Nicholas Lofton Hexum (born April 12, 1970) is an American singer, songwriter and rapper, currently the lead vocalist and rhythm guitarist for the multi-platinum alternative rock band 311 and The Nick Hexum Quintet.

Early life
Born in Madison, Wisconsin, to father Dr. Terry Hexum and mother Pat, Hexum went to Westside High School in Omaha, Nebraska. There, he played in the school's concert jazz band, and was a member of several local bands like The Extras, The Eds, and The Right Profile. In 1988, Hexum moved to Los Angeles to pursue music with his band Unity, including Chad Sexton, Ward Bones, and Marcus Watkins. However, this group soon parted ways. Hexum moved to Germany for a brief stint in 1990; while there, he got a call from Sexton, who was back in Omaha. Sexton's band Fish Hippos had a gig with Fugazi and he invited Hexum to join the band. Hexum agreed, but said they needed to change the band's name. At that show, they announced from stage that their name was 311.

311

311 began playing together in 1990. Hexum was considered the band's manager and also did the legwork of organizing their schedule. He took out a student loan and used the money to get time at Rainbow Studios in Omaha to record their first independent album, Dammit!, released under his own record company, "What Have You Records". The band released three albums, Dammit!, Unity, and Hydroponic. In 1992, the band felt they'd done all they could on the local scene and moved out to Los Angeles to pursue a record deal. They signed to Capricorn Records.

Since then, 311 has released 13 major label records. They have performed over 2,000 shows in 27 countries and all 50 U.S. states. Hits include "Amber", "Down", "You Wouldn't Believe", "Creatures (For a While)", and many more.

Personal life
Hexum has three siblings: Angela, Zack, and half-brother Patrick. His parents are divorced. Patrick died fighting an opioid addiction.

Hexum was in a relationship with Nicole Scherzinger of The Pussycat Dolls from 2000 to 2004.

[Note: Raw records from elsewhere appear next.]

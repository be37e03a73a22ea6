//! Text codec for the Reversi line protocol.
//!
//! Wire format (one message per line):
//! ```text
//! <KEYWORD>[ <arg>]*\n
//! ```
//! Tokens are separated by ASCII whitespace, keywords are case-sensitive, and
//! a trailing `\r` before the newline is tolerated.  See
//! [`crate::protocol::messages`] for the message catalog.
//!
//! The codec never performs I/O and never touches the board model: feed it a
//! string, get an event back.

use thiserror::Error;

use crate::domain::cell::{CellMark, CellUpdate, Outcome, TurnOwner, MAX_DIMENSION};
use crate::protocol::messages::{MessageKind, ProtocolEvent, TURN_LOCAL, TURN_REMOTE};

/// Errors that can occur while decoding or encoding a message.
#[derive(Debug, Clone, PartialEq, Eq, Error)]
pub enum CodecError {
    /// The line does not match any recognised message shape.
    #[error("malformed message: {0}")]
    MalformedMessage(String),

    /// A move coordinate cannot be represented on the wire.
    #[error("coordinate ({row}, {col}) outside the encodable range 0..{max}", max = MAX_DIMENSION)]
    CoordinateOutOfRange { row: usize, col: usize },

    /// An event holds a value the server-side line format cannot carry.
    #[error("event cannot be encoded: {0}")]
    Unencodable(String),
}

fn malformed(detail: impl Into<String>) -> CodecError {
    CodecError::MalformedMessage(detail.into())
}

// ── Public API ────────────────────────────────────────────────────────────────

/// Decodes exactly one server → client line into a [`ProtocolEvent`].
///
/// The line may still carry its `\n` / `\r\n` terminator.
///
/// # Errors
///
/// Returns [`CodecError::MalformedMessage`] for an empty line, an unknown
/// keyword, the wrong number of arguments, non-numeric or out-of-range
/// numbers, or a client-only keyword.
///
/// # Examples
///
/// ```rust
/// use reversi_core::{decode_message, ProtocolEvent, TurnOwner};
///
/// assert_eq!(decode_message("CONNECT 8\n"), Ok(ProtocolEvent::DimensionAnnounced(8)));
/// assert_eq!(decode_message("TURN LOCAL"), Ok(ProtocolEvent::TurnChanged(TurnOwner::Local)));
/// assert!(decode_message("HELLO").is_err());
/// ```
pub fn decode_message(line: &str) -> Result<ProtocolEvent, CodecError> {
    let line = line.strip_suffix('\n').unwrap_or(line);
    let line = line.strip_suffix('\r').unwrap_or(line);
    let trimmed = line.trim();
    if trimmed.is_empty() {
        return Err(malformed("empty message"));
    }

    let (keyword, rest) = match trimmed.split_once(|c: char| c.is_ascii_whitespace()) {
        Some((keyword, rest)) => (keyword, rest.trim_start()),
        None => (trimmed, ""),
    };

    let kind = MessageKind::try_from(keyword)
        .map_err(|_| malformed(format!("unknown message kind {keyword:?}")))?;

    match kind {
        MessageKind::Connect => decode_connect(rest),
        MessageKind::MoveMade => decode_move_made(rest),
        MessageKind::Turn => decode_turn(rest),
        MessageKind::GameWon => decode_game_over(kind, rest, Outcome::Won),
        MessageKind::GameLost => decode_game_over(kind, rest, Outcome::Lost),
        MessageKind::GameTied => decode_game_over(kind, rest, Outcome::Tie),
        MessageKind::Error => Ok(ProtocolEvent::ProtocolError(rest.to_string())),
        MessageKind::Move => Err(malformed("MOVE is a client request, not a server message")),
    }
}

/// Serializes a move request as `MOVE <row> <col>\n`.
///
/// # Errors
///
/// Returns [`CodecError::CoordinateOutOfRange`] if either coordinate is
/// `>= MAX_DIMENSION`.
///
/// # Examples
///
/// ```rust
/// use reversi_core::encode_move;
///
/// assert_eq!(encode_move(2, 3).unwrap(), "MOVE 2 3\n");
/// ```
pub fn encode_move(row: usize, col: usize) -> Result<String, CodecError> {
    if row >= MAX_DIMENSION || col >= MAX_DIMENSION {
        return Err(CodecError::CoordinateOutOfRange { row, col });
    }
    Ok(format!("{} {row} {col}\n", MessageKind::Move.keyword()))
}

/// Renders a server → client event as its wire line (with `\n`).
///
/// The client never sends these; scripted test servers and benchmarks do.
/// For every `Ok` result, `decode_message(&encode_event(e)?) == Ok(e)`.
///
/// # Errors
///
/// Returns [`CodecError::Unencodable`] for an out-of-range dimension or
/// coordinate, an empty or `Empty`-mark cell batch, or error text containing
/// a line break or leading/trailing whitespace (the decoder trims both).
pub fn encode_event(event: &ProtocolEvent) -> Result<String, CodecError> {
    let keyword = event.kind().keyword();
    let line = match event {
        ProtocolEvent::DimensionAnnounced(dim) => {
            if *dim == 0 || *dim > MAX_DIMENSION {
                return Err(CodecError::Unencodable(format!("dimension {dim}")));
            }
            format!("{keyword} {dim}")
        }
        ProtocolEvent::CellsUpdated(updates) => {
            if updates.is_empty() {
                return Err(CodecError::Unencodable("empty cell batch".to_string()));
            }
            let mut line = keyword.to_string();
            for update in updates {
                if update.row >= MAX_DIMENSION || update.col >= MAX_DIMENSION {
                    return Err(CodecError::Unencodable(format!(
                        "cell ({}, {})",
                        update.row, update.col
                    )));
                }
                let digit = update
                    .mark
                    .wire_digit()
                    .ok_or_else(|| CodecError::Unencodable("empty mark".to_string()))?;
                line.push_str(&format!(" {} {} {digit}", update.row, update.col));
            }
            line
        }
        ProtocolEvent::TurnChanged(owner) => {
            let arg = match owner {
                TurnOwner::Local => TURN_LOCAL,
                TurnOwner::Remote => TURN_REMOTE,
            };
            format!("{keyword} {arg}")
        }
        ProtocolEvent::GameOver(_) => keyword.to_string(),
        ProtocolEvent::ProtocolError(text) => {
            if text.contains(|c| c == '\n' || c == '\r') {
                return Err(CodecError::Unencodable("multi-line error text".to_string()));
            }
            if text.trim() != text {
                return Err(CodecError::Unencodable(format!(
                    "error text {text:?} has surrounding whitespace"
                )));
            }
            if text.is_empty() {
                keyword.to_string()
            } else {
                format!("{keyword} {text}")
            }
        }
    };
    Ok(line + "\n")
}

// ── Per-message decode helpers ────────────────────────────────────────────────

fn decode_connect(args: &str) -> Result<ProtocolEvent, CodecError> {
    let [token] = require_args::<1>(args, MessageKind::Connect)?;
    let dim = parse_number(token, "dimension")?;
    if dim == 0 || dim > MAX_DIMENSION {
        return Err(malformed(format!(
            "dimension {dim} outside 1..={MAX_DIMENSION}"
        )));
    }
    Ok(ProtocolEvent::DimensionAnnounced(dim))
}

fn decode_move_made(args: &str) -> Result<ProtocolEvent, CodecError> {
    let tokens: Vec<&str> = args.split_ascii_whitespace().collect();
    if tokens.is_empty() || tokens.len() % 3 != 0 {
        return Err(malformed(format!(
            "MOVE_MADE needs one or more <row> <col> <mark> triples, got {} tokens",
            tokens.len()
        )));
    }

    let mut updates = Vec::with_capacity(tokens.len() / 3);
    for triple in tokens.chunks_exact(3) {
        let row = parse_coordinate(triple[0], "row")?;
        let col = parse_coordinate(triple[1], "col")?;
        let mark = triple[2]
            .parse::<u8>()
            .ok()
            .and_then(|digit| CellMark::try_from(digit).ok())
            .ok_or_else(|| malformed(format!("unknown player mark {:?}", triple[2])))?;
        updates.push(CellUpdate::new(row, col, mark));
    }
    Ok(ProtocolEvent::CellsUpdated(updates))
}

fn decode_turn(args: &str) -> Result<ProtocolEvent, CodecError> {
    let [token] = require_args::<1>(args, MessageKind::Turn)?;
    let owner = match token {
        TURN_LOCAL => TurnOwner::Local,
        TURN_REMOTE => TurnOwner::Remote,
        other => return Err(malformed(format!("unknown turn owner {other:?}"))),
    };
    Ok(ProtocolEvent::TurnChanged(owner))
}

fn decode_game_over(
    kind: MessageKind,
    args: &str,
    outcome: Outcome,
) -> Result<ProtocolEvent, CodecError> {
    require_args::<0>(args, kind)?;
    Ok(ProtocolEvent::GameOver(outcome))
}

// ── Token helpers ─────────────────────────────────────────────────────────────

/// Splits `args` into exactly `N` tokens.
fn require_args<const N: usize>(args: &str, kind: MessageKind) -> Result<[&str; N], CodecError> {
    let tokens: Vec<&str> = args.split_ascii_whitespace().collect();
    let found = tokens.len();
    tokens.try_into().map_err(|_| {
        malformed(format!(
            "{} expects {N} argument(s), got {found}",
            kind.keyword()
        ))
    })
}

fn parse_number(token: &str, what: &str) -> Result<usize, CodecError> {
    if !token.bytes().all(|b| b.is_ascii_digit()) {
        return Err(malformed(format!("{what} {token:?} is not a number")));
    }
    token
        .parse::<usize>()
        .map_err(|_| malformed(format!("{what} {token:?} is not a number")))
}

fn parse_coordinate(token: &str, what: &str) -> Result<usize, CodecError> {
    let value = parse_number(token, what)?;
    if value >= MAX_DIMENSION {
        return Err(malformed(format!(
            "{what} {value} outside 0..{MAX_DIMENSION}"
        )));
    }
    Ok(value)
}

// ── Tests ─────────────────────────────────────────────────────────────────────

#[cfg(test)]
mod tests {
    use super::*;

    fn assert_malformed(line: &str) {
        let result = decode_message(line);
        assert!(
            matches!(result, Err(CodecError::MalformedMessage(_))),
            "{line:?} must be malformed, got {result:?}"
        );
    }

    // ── CONNECT ───────────────────────────────────────────────────────────────

    #[test]
    fn test_decode_connect_announces_dimension() {
        assert_eq!(
            decode_message("CONNECT 8"),
            Ok(ProtocolEvent::DimensionAnnounced(8))
        );
    }

    #[test]
    fn test_decode_connect_rejects_zero_and_oversized() {
        assert_malformed("CONNECT 0");
        assert_malformed(&format!("CONNECT {}", MAX_DIMENSION + 1));
        assert_malformed("CONNECT -4");
        assert_malformed("CONNECT eight");
        assert_malformed("CONNECT");
        assert_malformed("CONNECT 8 8");
    }

    // ── MOVE_MADE ─────────────────────────────────────────────────────────────

    #[test]
    fn test_decode_move_made_single_triple() {
        assert_eq!(
            decode_message("MOVE_MADE 3 4 1"),
            Ok(ProtocolEvent::CellsUpdated(vec![CellUpdate::new(
                3,
                4,
                CellMark::PlayerOne
            )]))
        );
    }

    #[test]
    fn test_decode_move_made_keeps_triple_order() {
        let event = decode_message("MOVE_MADE 2 3 2 3 3 2 4 3 2").unwrap();
        assert_eq!(
            event,
            ProtocolEvent::CellsUpdated(vec![
                CellUpdate::new(2, 3, CellMark::PlayerTwo),
                CellUpdate::new(3, 3, CellMark::PlayerTwo),
                CellUpdate::new(4, 3, CellMark::PlayerTwo),
            ])
        );
    }

    #[test]
    fn test_decode_move_made_rejects_bad_shapes() {
        assert_malformed("MOVE_MADE");
        assert_malformed("MOVE_MADE 3 4");
        assert_malformed("MOVE_MADE 3 4 1 5");
        assert_malformed("MOVE_MADE 3 4 0");
        assert_malformed("MOVE_MADE 3 4 3");
        assert_malformed("MOVE_MADE x 4 1");
        assert_malformed(&format!("MOVE_MADE {MAX_DIMENSION} 0 1"));
    }

    // ── TURN / GAME_* / ERROR ─────────────────────────────────────────────────

    #[test]
    fn test_decode_turn_both_owners() {
        assert_eq!(
            decode_message("TURN LOCAL"),
            Ok(ProtocolEvent::TurnChanged(TurnOwner::Local))
        );
        assert_eq!(
            decode_message("TURN REMOTE"),
            Ok(ProtocolEvent::TurnChanged(TurnOwner::Remote))
        );
        assert_malformed("TURN");
        assert_malformed("TURN local");
        assert_malformed("TURN LOCAL REMOTE");
    }

    #[test]
    fn test_decode_game_over_outcomes() {
        assert_eq!(decode_message("GAME_WON"), Ok(ProtocolEvent::GameOver(Outcome::Won)));
        assert_eq!(decode_message("GAME_LOST"), Ok(ProtocolEvent::GameOver(Outcome::Lost)));
        assert_eq!(decode_message("GAME_TIED"), Ok(ProtocolEvent::GameOver(Outcome::Tie)));
        assert_malformed("GAME_WON 1");
    }

    #[test]
    fn test_decode_error_keeps_free_text() {
        assert_eq!(
            decode_message("ERROR illegal move at 2 2\n"),
            Ok(ProtocolEvent::ProtocolError("illegal move at 2 2".to_string()))
        );
        assert_eq!(
            decode_message("ERROR"),
            Ok(ProtocolEvent::ProtocolError(String::new()))
        );
    }

    // ── Framing and unknown input ─────────────────────────────────────────────

    #[test]
    fn test_decode_tolerates_crlf_terminator() {
        assert_eq!(
            decode_message("TURN REMOTE\r\n"),
            Ok(ProtocolEvent::TurnChanged(TurnOwner::Remote))
        );
    }

    #[test]
    fn test_decode_unknown_and_empty_lines_are_malformed() {
        assert_malformed("");
        assert_malformed("\n");
        assert_malformed("   ");
        assert_malformed("HELLO 1 2");
        assert_malformed("connect 8");
    }

    #[test]
    fn test_decode_client_move_request_is_malformed() {
        assert_malformed("MOVE 2 2");
    }

    // ── Encoding ──────────────────────────────────────────────────────────────

    #[test]
    fn test_encode_move_is_deterministic() {
        assert_eq!(encode_move(2, 2), Ok("MOVE 2 2\n".to_string()));
        assert_eq!(encode_move(0, 25), encode_move(0, 25));
    }

    #[test]
    fn test_encode_move_rejects_out_of_range() {
        assert_eq!(
            encode_move(MAX_DIMENSION, 0),
            Err(CodecError::CoordinateOutOfRange { row: MAX_DIMENSION, col: 0 })
        );
    }

    #[test]
    fn test_encode_event_lines_decode_back() {
        let events = [
            ProtocolEvent::DimensionAnnounced(6),
            ProtocolEvent::CellsUpdated(vec![
                CellUpdate::new(2, 2, CellMark::PlayerOne),
                CellUpdate::new(2, 3, CellMark::PlayerTwo),
            ]),
            ProtocolEvent::TurnChanged(TurnOwner::Local),
            ProtocolEvent::GameOver(Outcome::Tie),
            ProtocolEvent::ProtocolError("not your turn".to_string()),
        ];
        for event in events {
            let line = encode_event(&event).unwrap();
            assert!(line.ends_with('\n'));
            assert_eq!(decode_message(&line), Ok(event));
        }
    }

    #[test]
    fn test_encode_event_rejects_error_text_the_decoder_would_trim() {
        for text in [" padded", "trailing ", " ", "\tboth\t"] {
            let event = ProtocolEvent::ProtocolError(text.to_string());

            let result = encode_event(&event);

            assert!(
                matches!(result, Err(CodecError::Unencodable(_))),
                "{text:?} must be unencodable, got {result:?}"
            );
        }
    }

    #[test]
    fn test_encode_event_keeps_inner_whitespace_in_error_text() {
        let event = ProtocolEvent::ProtocolError("opponent  left the game".to_string());

        let line = encode_event(&event).unwrap();

        assert_eq!(decode_message(&line), Ok(event));
    }

    #[test]
    fn test_encode_event_rejects_empty_mark() {
        let event = ProtocolEvent::CellsUpdated(vec![CellUpdate::new(0, 0, CellMark::Empty)]);
        assert!(matches!(encode_event(&event), Err(CodecError::Unencodable(_))));
    }
}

Hexum married his wife Nikki on New Year's Eve 2008; they have three daughters. Their oldest daughter, Echo, was born in a home birth on August 29, 2009. Their second daughter, Maxine, was born May 1, 2011, which was also Nikki's birthday. Due to the absence of the family's midwife, Hexum performed the delivery. Their third daughter, Harlow, was born September 16, 2014. Harlow starred in the TV series Agents of S.H.I.E.L.D. as Alya Fitz.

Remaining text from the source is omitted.